Data Scrape specifics

I have encountered a problem where additional data is added when I am data scraping a site, which I do not want. I have tried to adjust the selectors but it seems pretty difficult to make the scrape not grab the unwanted information.
That is why I am wondering if there is any way to create some form of if statement or something, to check the excel sheet where the data scraped information is added, to see if there are any patterns, and in that case delete those.
I will post pictures below on what I mean so it is easier to understand!
Hopefully this is not too impossible to fix

From this:

To this:

Data scraped web site:

1 Like

To answer my own question:

I found a solution and I will post it here for others in case of same issue.

My solution was to, instead of data scrape use a screen scrape.
However by doing so I could not use the “Write range” that was applied to previous data scrape.
All I did was use the “Generate data table” activity and use the output from the “Screen scrape” activity to generate.

Hope this can be helpful to someone in the future

2 Likes

It’s best way. let me know this website. but you can’t?
use substring function and change row data.

try this sample

ChangeText.zip (6.3 KB)

1 Like

@ddochea

Thank you for your response!

I am not quite sure how your automation works, but I found a solution already using screen scraping rather than data scraping and I think that might be a better solution in this case for what I am creating.
I appreciate your help and solution though and if you want to see the website for yourself here it is:
https://we2020.kouryakuki.net/players/detail/13662/

Sorry. I’m late. I was on my way home from work. :sweat_smile:

Try this. I tried to make it as similar as possible to your Uploaded Image.
I hope to helpful.

Solution.zip (271.5 KB)

2 Likes

Screen scrape might work for this case, but keep in mind one thing for Data Scraping:

If you don’t previously build a datatable and define the schema (which columns and the data type in each column), Data Scrape will automatically try to create one, which leads to bad behaviour like this. In this case, it probably tried to make an Int32 out of the 2nd column (which fails with the +4), but there are other situations where this might bite you (specifically, with text that gets interpreted as dates)

Do not worry about it!

Thank you for a clear explanation. I am pretty new to automation and RPA in general so there is a lot to try and understand…
I understand a bit more now looking at your automation, but in my case the screen scrape gets the work done! I will however use your example for future projects, thank you very much

Sorry I am not quite sure I understand what you mean, could you elaborate on what it means to previously build a datatable and define a schema? I have never done that before and if it is something that should be used often I am more than happy to learn.

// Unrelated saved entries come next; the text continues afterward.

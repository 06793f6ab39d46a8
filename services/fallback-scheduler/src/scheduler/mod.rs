//! Fallback scheduler.
//!
//! The scheduler is responsible for:
//! - Running a reconciliation cycle on a fixed interval, one at a time
//! - Detecting stuck job runs in every source that has fallback rules
//! - Handing each stuck run to the migration executor
//! - Producing a side-effect-free preview of the next cycle

mod preview;
mod reconciler;
mod worker;

pub use preview::{PreviewReport, PreviewSummary, SourceError, StuckJob};
pub use reconciler::{
    CycleOutcome, CycleStats, CycleTrigger, FallbackReconciler, ReconcilerSettings,
    SchedulerError, SkipReason,
};
pub use worker::FallbackWorker;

When you use Data Scraping, the Extract Structured Data activity outputs the results in a DataTable variable. If this DataTable wasn’t created before, it will create it at that moment.

However, by creating it beforehand, you can define what type of data will be in each column. Easiest way is to use activity “Build DataTable”, and set each column to the correct data type (in your case, String).

Incidentally, this also goes for printing the output to a Workbook. Excel tends to do the same thing and will, for example, remove leading zeroes on a “number” (this can be a huge issue if you’re dealing with, for example, Serial Numbers) if the Cell you’re writing to hasn’t been formatted previously.

Thank you for the detailed explanation!

I am starting to understand a little bit more of what you mean and I will try to use the activity “Build DataTable” next time and see how it works.

So far I have only used Data scraping and let it create data tables on its own and it has worked so far, but if there ever are any problems I know what to check first.

This topic was automatically closed 3 days after the last reply. New replies are no longer allowed.